Act I: Vision is a 1.5-hour long chapter that offers the world – especially his fans – a raw, from a fly-on-the-wall angle, all-access to Kanye West (legally known as Ye) before he rose to superstardom. You will not be disappointed, the 90-minute reel will make you want to pay attention even if you are someone who pressed the play button just to have some background noise before falling asleep.
It is a curious and gripping documentary that hooks the viewer in instantly – whether you are a fan or an uninitiated viewer of the American hip-hop/rap industry, like yours truly. The first act starts in the Dominican Republic in 2020 with West, but it immediately takes the audience back to a beaming 21-year-old West in 1998 at a birthday party. The film later progresses through the years to 2002, when West struggled to get signed by records labels.
The never-before-seen archival footage is fast-paced. It follows West as he travels between Chicago (West's hometown) and New York, rejection and praise, ambition and grit; and at the same time, it captures a vastness of talent in the then music industry, from MCs, producers and rappers. Ghosts of the past keep appearing non-stop in the documentary.
Chicago's artists are heavily featured. And the quintessential east coast/west coast versus the underdog (Chicago) hip-hop/rap narrative is well-captured. For the uninitiated, it's interesting to see the inside of the industry and culture and learn of the humble beginnings of some of the biggest celebrities. For instance, to walk in and see Rock-A-Fella record label offices from at least 20 years ago is riveting.
I would assume, for the initiated, it will be even more captivating to see how all the dots connect in West's early career.
The documentary's home-video type texture and narration have the potential to leave any viewer with a yearning for more, although it is understood that the following two acts will be insufferable as West's ego and arrogance will take over and start to dictate his actions.
But for now, the first chapter follows an 'up and coming' producer from Chicago who aspires to be a rapper and captures the very beginning of the now artist, record producer and fashion designer with a $6.6 billion net worth.
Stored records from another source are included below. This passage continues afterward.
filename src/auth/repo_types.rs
use serde::{Deserialize, Serialize};
use sqlx::FromRow;
use time::OffsetDateTime;

/// Credential record in the `login` table.
#[derive(Debug, Clone, Serialize, Deserialize, FromRow)]
pub struct Credential {
    pub id: String,                 // user-chosen handle
    #[serde(skip_serializing)]
    pub password_hash: String,      // Argon2 PHC string
    pub created_at: OffsetDateTime,
}
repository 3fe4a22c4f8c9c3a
pub mod dto;
pub mod handlers;
pub mod repo;
pub mod repo_types;
pub mod services;

use crate::state::AppState;
use axum::Router;

pub fn router() -> Router<AppState> {
    Router::new()
        .merge(handlers::read_routes())
        .merge(handlers::write_routes())
}
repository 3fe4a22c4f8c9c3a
//! In-memory store implementations for unit tests.

use std::collections::BTreeMap;
use std::sync::Mutex;

use async_trait::async_trait;
use time::OffsetDateTime;

use crate::auth::{repo::CredentialStore, repo_types::Credential};
use crate::listings::{
    repo::ListingStore,
    repo_types::{Listing, NewListing},
};

#[derive(Default)]
pub struct MemoryCredentialStore {
    rows: Mutex<BTreeMap<String, Credential>>,
}

#[async_trait]
impl CredentialStore for MemoryCredentialStore {
    async fn find_by_id(&self, id: &str) -> anyhow::Result<Option<Credential>> {
        Ok(self.rows.lock().unwrap().get(id).cloned())
    }

    async fn insert(&self, id: &str, password_hash: &str) -> anyhow::Result<Option<Credential>> {
        let mut rows = self.rows.lock().unwrap();
        if rows.contains_key(id) {
            return Ok(None);
        }
        let credential = Credential {
            id: id.to_owned(),
            password_hash: password_hash.to_owned(),
            created_at: OffsetDateTime::now_utc(),
        };
        rows.insert(id.to_owned(), credential.clone());
        Ok(Some(credential))
    }
}

#[derive(Default)]
struct Posts {
    total_post: i64,
    rows: BTreeMap<i64, Listing>,
}

#[derive(Default)]
pub struct MemoryListingStore {
    inner: Mutex<Posts>,
}

impl MemoryListingStore {
    pub fn with_counter(total_post: i64) -> Self {
        Self {
            inner: Mutex::new(Posts {
                total_post,
                rows: BTreeMap::new(),
            }),
        }
    }

    pub fn total_post(&self) -> i64 {
        self.inner.lock().unwrap().total_post
    }
}

#[async_trait]
impl ListingStore for MemoryListingStore {
    async fn next_id(&self) -> anyhow::Result<i64> {
        Ok(self.total_post() + 1)
    }

    async fn create(&self, listing: &NewListing) -> anyhow::Result<Listing> {
        let mut posts = self.inner.lock().unwrap();
        posts.total_post += 1;
        let row = Listing {
            id: posts.total_post,
            title: listing.title.clone(),
            money: listing.money.clone(),
            description: listing.description.clone(),
            kakao: listing.kakao.clone(),
            image: None,
            created_at: OffsetDateTime::now_utc(),
        };
        posts.rows.insert(row.id, row.clone());
        Ok(row)
    }

    async fn list_all(&self) -> anyhow::Result<Vec<Listing>> {
        Ok(self.inner.lock().unwrap().rows.values().cloned().collect())
    }

    async fn find_by_id(&self, id: i64) -> anyhow::Result<Option<Listing>> {
        Ok(self.inner.lock().unwrap().rows.get(&id).cloned())
    }

    async fn attach_image(&self, id: i64, file_name: &str) -> anyhow::Result<bool> {
        let mut posts = self.inner.lock().unwrap();
        Ok(match posts.rows.get_mut(&id) {
            Some(row) => {
                row.image = Some(file_name.to_owned());
                true
            }
            None => false,
        })
    }

    /// Case-insensitive word match; stands in for the database text index.
    async fn search_title(&self, query: &str) -> anyhow::Result<Vec<Listing>> {
        let terms: Vec<String> = query.split_whitespace().map(str::to_lowercase).collect();
        let posts = self.inner.lock().unwrap();
        Ok(posts
            .rows
            .values()
            .filter(|row| {
                let words: Vec<String> =
                    row.title.split_whitespace().map(str::to_lowercase).collect();
                terms.iter().all(|t| words.contains(t))
            })
            .cloned()
            .collect())
    }
}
Shot by the duo Clarence 'Coodie' Simmons and Chike Ozah, this documentary is a testament of friendship too. In the first chapter, we can hear only Coodie narrate - there may be moments when the narration feels unnecessary, but bear through it - it provides a brief backstory of the filmmaker and his connection to West.
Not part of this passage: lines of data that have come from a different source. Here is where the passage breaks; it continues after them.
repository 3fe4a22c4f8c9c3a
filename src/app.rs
use std::net::SocketAddr;

use axum::{response::Html, routing::get, Router};
use tower_http::{services::ServeDir, trace::TraceLayer};

use crate::auth::{extractors::MaybeUser, session::session_layer};
use crate::state::AppState;
use crate::{auth, images, listings, views};

pub fn build_app(state: AppState) -> Router {
    let max_upload_bytes = state.config.max_upload_bytes;
    let public_dir = state.config.public_dir.clone();
    let sessions = session_layer(&state.config.session);

    Router::new()
        .route("/", get(home))
        .route("/health", get(|| async { "ok" }))
        .merge(auth::router())
        .merge(listings::router())
        .merge(images::handlers::upload_routes(max_upload_bytes))
        .nest_service("/public", ServeDir::new(public_dir))
        .with_state(state)
        .layer(sessions)
        .layer(
            TraceLayer::new_for_http()
                .make_span_with(|req: &axum::http::Request<_>| {
                    let method = req.method().clone();
                    let uri = req.uri().clone();
                    tracing::info_span!("http_request", %method, uri = %uri, status = tracing::field::Empty)
                })
                .on_response(
                    |res: &axum::http::Response<_>,
                     _latency: std::time::Duration,
                     span: &tracing::Span| {
                        let status = res.status();
                        span.record("status", tracing::field::display(status));
                        if status.is_server_error() {
                            tracing::error!(%status, "response");
                        } else {
                            tracing::info!(%status, "response");
                        }
                    },
                ),
        )
}

async fn home(MaybeUser(user): MaybeUser) -> Html<String> {
    views::index(user.as_ref())
}

pub async fn serve(app: Router, host: &str, port: u16) -> anyhow::Result<()> {
    let addr: SocketAddr = format!("{}:{}", host, port).parse()?;

    tracing::info!("listening on {}", addr);
    let listener = tokio::net::TcpListener::bind(addr).await?;
    axum::serve(listener, app).await?;
    Ok(())
}

#[cfg(test)]
mod tests {
    use super::*;
    use axum::{
        body::Body,
        http::{header, Request, Response, StatusCode},
    };
    use tower::ServiceExt;

    async fn send(app: &Router, req: Request<Body>) -> Response<Body> {
        app.clone().oneshot(req).await.unwrap()
    }

    fn form(uri: &str, body: &str, cookie: Option<&str>) -> Request<Body> {
        let mut req = Request::post(uri).header(header::CONTENT_TYPE, "application/x-www-form-urlencoded");
        if let Some(c) = cookie {
            req = req.header(header::COOKIE, c);
        }
        req.body(Body::from(body.to_owned())).unwrap()
    }

    fn get_req(uri: &str, cookie: Option<&str>) -> Request<Body> {
        let mut req = Request::get(uri);
        if let Some(c) = cookie {
            req = req.header(header::COOKIE, c);
        }
        req.body(Body::empty()).unwrap()
    }

    fn location(res: &Response<Body>) -> &str {
        res.headers()[header::LOCATION].to_str().unwrap()
    }

    async fn text(res: Response<Body>) -> String {
        let bytes = axum::body::to_bytes(res.into_body(), usize::MAX).await.unwrap();
        String::from_utf8(bytes.to_vec()).unwrap()
    }

    /// `name=value` part of the session `Set-Cookie` header.
    fn session_cookie(res: &Response<Body>) -> String {
        let raw = res.headers()[header::SET_COOKIE].to_str().unwrap();
        raw.split(';').next().unwrap().to_owned()
    }

    async fn logged_in(app: &Router) -> String {
        let res = send(app, form("/join", "id=alice&pw=secret1", None)).await;
        assert_eq!(location(&res), "/");
        let res = send(app, form("/login", "id=alice&pw=secret1", None)).await;
        assert_eq!(location(&res), "/");
        session_cookie(&res)
    }

    fn multipart(file_name: &str, data: &[u8]) -> (String, Vec<u8>) {
        let boundary = "XBOUNDARYX";
        let mut body = Vec::new();
        body.extend_from_slice(
            format!(
                "--{boundary}\r\nContent-Disposition: form-data; name=\"img\"; filename=\"{file_name}\"\r\nContent-Type: application/octet-stream\r\n\r\n"
            )
            .as_bytes(),
        );
        body.extend_from_slice(data);
        body.extend_from_slice(format!("\r\n--{boundary}--\r\n").as_bytes());
        (format!("multipart/form-data; boundary={boundary}"), body)
    }

    #[tokio::test]
    async fn marketplace_scenario() {
        let dir = tempfile::tempdir().unwrap();
        let state = AppState::fake(dir.path()).await;
        let app = build_app(state.clone());

        let cookie = logged_in(&app).await;
        let original = state.credentials.find_by_id("alice").await.unwrap().unwrap();

        let res = send(&app, form("/join", "id=alice&pw=another", None)).await;
        assert_eq!(res.status(), StatusCode::CONFLICT);
        let after = state.credentials.find_by_id("alice").await.unwrap().unwrap();
        assert_eq!(after.password_hash, original.password_hash);

        let res = send(&app, form("/login", "id=alice&pw=wrong", None)).await;
        assert_eq!(location(&res), "/fail");
        assert!(res.headers().get(header::SET_COOKIE).is_none());

        let res = send(&app, get_req("/", Some(&cookie))).await;
        assert!(text(res).await.contains("Welcome back, alice"));

        let res = send(
            &app,
            form(
                "/write",
                "title=Bike&money=100&description=used&kakao=alice123",
                Some(&cookie),
            ),
        )
        .await;
        assert_eq!(location(&res), "/imgUpload?id=1");
        assert_eq!(state.listings.next_id().await.unwrap(), 2);

        let res = send(&app, get_req("/detail/1", None)).await;
        assert_eq!(res.status(), StatusCode::OK);
        let page = text(res).await;
        assert!(page.contains("Bike") && page.contains("alice123"));
    }

    #[tokio::test]
    async fn write_requires_login() {
        let dir = tempfile::tempdir().unwrap();
        let app = build_app(AppState::fake(dir.path()).await);

        let res = send(&app, get_req("/write", None)).await;
        assert_eq!(location(&res), "/login");

        let res = send(&app, form("/write", "title=a&money=1&description=b&kakao=c", None)).await;
        assert_eq!(location(&res), "/login");
    }

    #[tokio::test]
    async fn logout_ends_the_session() {
        let dir = tempfile::tempdir().unwrap();
        let app = build_app(AppState::fake(dir.path()).await);
        let cookie = logged_in(&app).await;

        let res = send(&app, get_req("/logout", Some(&cookie))).await;
        assert_eq!(location(&res), "/");

        let res = send(&app, get_req("/write", Some(&cookie))).await;
        assert_eq!(location(&res), "/login");
    }

    #[tokio::test]
    async fn image_upload_is_tied_to_listing() {
        let dir = tempfile::tempdir().unwrap();
        let state = AppState::fake(dir.path()).await;
        let app = build_app(state.clone());
        let cookie = logged_in(&app).await;

        send(
            &app,
            form("/write", "title=Lamp&money=5&description=bright&kakao=al", Some(&cookie)),
        )
        .await;

        let (ct, body) = multipart("lamp.gif", b"GIF89a");
        let req = Request::post("/imgUpload?id=1")
            .header(header::CONTENT_TYPE, ct)
            .header(header::COOKIE, &cookie)
            .body(Body::from(body))
            .unwrap();
        assert_eq!(send(&app, req).await.status(), StatusCode::BAD_REQUEST);

        let (ct, body) = multipart("lamp.png", b"\x89PNG");
        let req = Request::post("/imgUpload?id=1")
            .header(header::CONTENT_TYPE, ct)
            .header(header::COOKIE, &cookie)
            .body(Body::from(body))
            .unwrap();
        let res = send(&app, req).await;
        assert_eq!(location(&res), "/detail/1");

        let listing = state.listings.find_by_id(1).await.unwrap().unwrap();
        let image = listing.image.unwrap();
        assert!(image.ends_with("-lamp.png"));
        assert_eq!(std::fs::read(dir.path().join("image").join(&image)).unwrap(), b"\x89PNG");

        let (ct, body) = multipart("lamp.png", b"\x89PNG");
        let req = Request::post("/imgUpload?id=99")
            .header(header::CONTENT_TYPE, ct)
            .header(header::COOKIE, &cookie)
            .body(Body::from(body))
            .unwrap();
        assert_eq!(send(&app, req).await.status(), StatusCode::NOT_FOUND);
    }

    #[tokio::test]
    async fn detail_image_links_resolve_for_awkward_names() {
        let dir = tempfile::tempdir().unwrap();
        let app = build_app(AppState::fake(dir.path()).await);
        let cookie = logged_in(&app).await;

        for (id, file_name) in [(1, "a%41.png"), (2, "cat#1.png"), (3, "my photo.jpg")] {
            send(
                &app,
                form("/write", "title=Lamp&money=5&description=d&kakao=al", Some(&cookie)),
            )
            .await;
            let (ct, body) = multipart(file_name, b"img-bytes");
            let req = Request::post(format!("/imgUpload?id={id}"))
                .header(header::CONTENT_TYPE, ct)
                .header(header::COOKIE, &cookie)
                .body(Body::from(body))
                .unwrap();
            assert_eq!(location(&send(&app, req).await), format!("/detail/{id}"));

            let page = text(send(&app, get_req(&format!("/detail/{id}"), None)).await).await;
            let src = page
                .split(r#"<img src=""#)
                .nth(1)
                .and_then(|rest| rest.split('"').next())
                .unwrap()
                .to_owned();
            assert!(src.starts_with("/public/image/"), "{src}");

            let res = send(&app, get_req(&src, None)).await;
            assert_eq!(res.status(), StatusCode::OK, "{file_name} -> {src}");
            assert_eq!(text(res).await, "img-bytes");
        }
    }

    #[tokio::test]
    async fn write_form_fields_are_kept_verbatim() {
        let dir = tempfile::tempdir().unwrap();
        let state = AppState::fake(dir.path()).await;
        let app = build_app(state.clone());
        let cookie = logged_in(&app).await;

        let res = send(
            &app,
            form("/write", "title=+Bike+&money=+100+&description=&kakao=+al+", Some(&cookie)),
        )
        .await;
        assert_eq!(location(&res), "/imgUpload?id=1");

        let listing = state.listings.find_by_id(1).await.unwrap().unwrap();
        assert_eq!(listing.title, " Bike ");
        assert_eq!(listing.money, " 100 ");
        assert_eq!(listing.kakao, " al ");

        let res = send(
            &app,
            form("/write", "title=&money=&description=&kakao=", Some(&cookie)),
        )
        .await;
        assert_eq!(location(&res), "/imgUpload?id=2");
    }

    #[tokio::test]
    async fn detail_of_unknown_or_bad_id_renders_empty() {
        let dir = tempfile::tempdir().unwrap();
        let app = build_app(AppState::fake(dir.path()).await);

        for uri in ["/detail/42", "/detail/abc"] {
            let res = send(&app, get_req(uri, None)).await;
            assert_eq!(res.status(), StatusCode::NOT_FOUND);
            assert!(text(res).await.contains("Listing not found"));
        }
    }

    #[tokio::test]
    async fn search_and_list() {
        let dir = tempfile::tempdir().unwrap();
        let app = build_app(AppState::fake(dir.path()).await);
        let cookie = logged_in(&app).await;
        for body in [
            "title=Red+Bike&money=100&description=x&kakao=a",
            "title=Desk&money=30&description=y&kakao=b",
        ] {
            send(&app, form("/write", body, Some(&cookie))).await;
        }

        let page = text(send(&app, get_req("/search?value=bike", None)).await).await;
        assert!(page.contains("Red Bike"));
        assert!(!page.contains("Desk"));

        let page = text(send(&app, get_req("/search", None)).await).await;
        assert!(page.contains("No listings."));

        let page = text(send(&app, get_req("/list", None)).await).await;
        assert!(page.contains("Red Bike") && page.contains("Desk"));
    }

    #[tokio::test]
    async fn uploaded_images_are_served_under_public() {
        let dir = tempfile::tempdir().unwrap();
        std::fs::write(dir.path().join("hello.txt"), "hi").unwrap();
        let app = build_app(AppState::fake(dir.path()).await);

        let res = send(&app, get_req("/public/hello.txt", None)).await;
        assert_eq!(res.status(), StatusCode::OK);
        assert_eq!(text(res).await, "hi");
    }
}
The documentary is a product of the filmmakers' leap of faith, as they quit their own jobs and picked up the camera to film West when he was an unknown name. And then they continued to do so for a whopping 21 years, accumulating hundreds of hours of footage.
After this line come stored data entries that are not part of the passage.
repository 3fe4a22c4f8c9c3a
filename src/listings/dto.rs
use serde::Deserialize;

use crate::listings::repo_types::NewListing;

/// Body of `POST /write`.
#[derive(Debug, Deserialize)]
pub struct WriteForm {
    pub title: String,
    pub money: String,
    pub description: String,
    pub kakao: String,
}

impl From<WriteForm> for NewListing {
    fn from(f: WriteForm) -> Self {
        Self {
            title: f.title,
            money: f.money,
            description: f.description,
            kakao: f.kakao,
        }
    }
}

#[derive(Debug, Deserialize)]
pub struct SearchQuery {
    #[serde(default)]
    pub value: Option<String>,
}

/// Listing the upload step belongs to.
#[derive(Debug, Deserialize)]
pub struct ListingRef {
    pub id: i64,
}
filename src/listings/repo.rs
use anyhow::Context;
use async_trait::async_trait;
use sqlx::PgPool;

use crate::listings::repo_types::{Listing, NewListing};

/// Name of the singleton row in `counter`.
pub const POST_COUNTER: &str = "post_count";

#[async_trait]
pub trait ListingStore: Send + Sync {
    /// Id the next listing would get. Only a preview; `create` assigns ids.
    async fn next_id(&self) -> anyhow::Result<i64>;

    /// Increment the counter and insert the listing under the new value, atomically.
    async fn create(&self, listing: &NewListing) -> anyhow::Result<Listing>;

    async fn list_all(&self) -> anyhow::Result<Vec<Listing>>;

    async fn find_by_id(&self, id: i64) -> anyhow::Result<Option<Listing>>;

    /// Record the stored image name. Returns `false` when no listing has `id`.
    async fn attach_image(&self, id: i64, file_name: &str) -> anyhow::Result<bool>;

    /// Full-text match on titles, best match first.
    async fn search_title(&self, query: &str) -> anyhow::Result<Vec<Listing>>;
}

#[derive(Clone)]
pub struct PgListingStore {
    db: PgPool,
}

impl PgListingStore {
    pub fn new(db: PgPool) -> Self {
        Self { db }
    }
}

#[async_trait]
impl ListingStore for PgListingStore {
    async fn next_id(&self) -> anyhow::Result<i64> {
        let (total,): (i64,) = sqlx::query_as("SELECT total_post FROM counter WHERE name = $1")
            .bind(POST_COUNTER)
            .fetch_one(&self.db)
            .await
            .context("read post counter")?;
        Ok(total + 1)
    }

    async fn create(&self, listing: &NewListing) -> anyhow::Result<Listing> {
        let mut tx = self.db.begin().await.context("begin tx")?;

        let (id,): (i64,) = sqlx::query_as(
            r#"
            UPDATE counter
               SET total_post = total_post + 1
             WHERE name = $1
            RETURNING total_post
            "#,
        )
        .bind(POST_COUNTER)
        .fetch_one(&mut *tx)
        .await
        .context("increment post counter")?;

        let row = sqlx::query_as::<_, Listing>(
            r#"
            INSERT INTO post (id, title, money, description, kakao)
            VALUES ($1, $2, $3, $4, $5)
            RETURNING id, title, money, description, kakao, image, created_at
            "#,
        )
        .bind(id)
        .bind(&listing.title)
        .bind(&listing.money)
        .bind(&listing.description)
        .bind(&listing.kakao)
        .fetch_one(&mut *tx)
        .await
        .context("insert post")?;

        tx.commit().await.context("commit tx")?;
        Ok(row)
    }

    async fn list_all(&self) -> anyhow::Result<Vec<Listing>> {
        let rows = sqlx::query_as::<_, Listing>(
            r#"
            SELECT id, title, money, description, kakao, image, created_at
            FROM post
            ORDER BY id ASC
            "#,
        )
        .fetch_all(&self.db)
        .await
        .context("list posts")?;
        Ok(rows)
    }

    async fn find_by_id(&self, id: i64) -> anyhow::Result<Option<Listing>> {
        let row = sqlx::query_as::<_, Listing>(
            r#"
            SELECT id, title, money, description, kakao, image, created_at
            FROM post
            WHERE id = $1
            "#,
        )
        .bind(id)
        .fetch_optional(&self.db)
        .await
        .context("find post by id")?;
        Ok(row)
    }

    async fn attach_image(&self, id: i64, file_name: &str) -> anyhow::Result<bool> {
        let res = sqlx::query("UPDATE post SET image = $2 WHERE id = $1")
            .bind(id)
            .bind(file_name)
            .execute(&self.db)
            .await
            .context("attach image to post")?;
        Ok(res.rows_affected() == 1)
    }

    async fn search_title(&self, query: &str) -> anyhow::Result<Vec<Listing>> {
        let rows = sqlx::query_as::<_, Listing>(
            r#"
            SELECT id, title, money, description, kakao, image, created_at
              FROM post
             WHERE to_tsvector('simple', title) @@ plainto_tsquery('simple', $1)
             ORDER BY ts_rank(to_tsvector('simple', title), plainto_tsquery('simple', $1)) DESC,
                      id ASC
            "#,
        )
        .bind(query)
        .fetch_all(&self.db)
        .await
        .context("search posts by title")?;
        Ok(rows)
    }
}
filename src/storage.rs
use std::path::{Path, PathBuf};

use anyhow::Context;
use async_trait::async_trait;
use bytes::Bytes;
use tracing::debug;

/// Flat object store for uploaded files. Keys are bare file names.
#[async_trait]
pub trait StorageClient: Send + Sync {
    async fn put_object(&self, key: &str, body: Bytes, content_type: &str) -> anyhow::Result<()>;
    async fn delete_object(&self, key: &str) -> anyhow::Result<()>;
}

/// Stores objects as files inside a single directory on local disk.
#[derive(Clone)]
pub struct DiskStorage {
    root: PathBuf,
}

impl DiskStorage {
    pub async fn new(root: impl Into<PathBuf>) -> anyhow::Result<Self> {
        let root = root.into();
        tokio::fs::create_dir_all(&root)
            .await
            .with_context(|| format!("create upload dir {}", root.display()))?;
        Ok(Self { root })
    }

    pub fn root(&self) -> &Path {
        &self.root
    }

    fn path_for(&self, key: &str) -> anyhow::Result<PathBuf> {
        anyhow::ensure!(
            !key.is_empty() && !key.contains(['/', '\\']) && key != "." && key != "..",
            "invalid object key {key:?}"
        );
        Ok(self.root.join(key))
    }
}

#[async_trait]
impl StorageClient for DiskStorage {
    async fn put_object(&self, key: &str, body: Bytes, content_type: &str) -> anyhow::Result<()> {
        let path = self.path_for(key)?;
        tokio::fs::write(&path, &body)
            .await
            .with_context(|| format!("write {}", path.display()))?;
        debug!(key, content_type, size = body.len(), "object stored");
        Ok(())
    }

    async fn delete_object(&self, key: &str) -> anyhow::Result<()> {
        let path = self.path_for(key)?;
        tokio::fs::remove_file(&path)
            .await
            .with_context(|| format!("remove {}", path.display()))?;
        Ok(())
    }
}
Coodie said he was inspired by Hoop Dreams - a 1994 documentary about two high school students in Chicago and their dream to become professional basketball players.
In between celebrity pop-ins and West's struggle to claim the recognition as a rapper that he so desperately believed he deserved (along with several fellow artists), an underlying tale of sadness frothed with every passing minute. What we have in the first chapter 'Vision,' is an eagle-eye view of ambition marred with stubbornness and stupendous talent.
But as the narrative progresses, we come to understand that it is the prologue to the spiraling madness of Kanye West. While, as a viewer, we can appreciate the initiation of West's rise to fame by the end of the first chapter. It also daunts the viewer, where did it all go wrong? Can the reel stop turning and something could have precluded the following chapters?
One of the more authentic moments captured was West's relationship and conversation with his late mother Donda West, as she talked about the blurred lines between arrogance and confidence. It was genuine – the belief in his greatness as a rapper, and the humility she wanted to bestow upon him.
All of which, in hindsight, makes West's life trajectory more unfortunate. This begs the question of how important it is to address mental health struggles and seek professional help.
In the current volatile public divorce from his now ex-wife and West's ever-erratic social media presence, this documentary is an escape to West's yesteryears as a reminder of why he was once loved and revered for his talent.
The second act will premiere on Netflix on 23 February and the third and final one on 2 March. As of this writing, Vision (the first act) has an imdb rating of 8.2.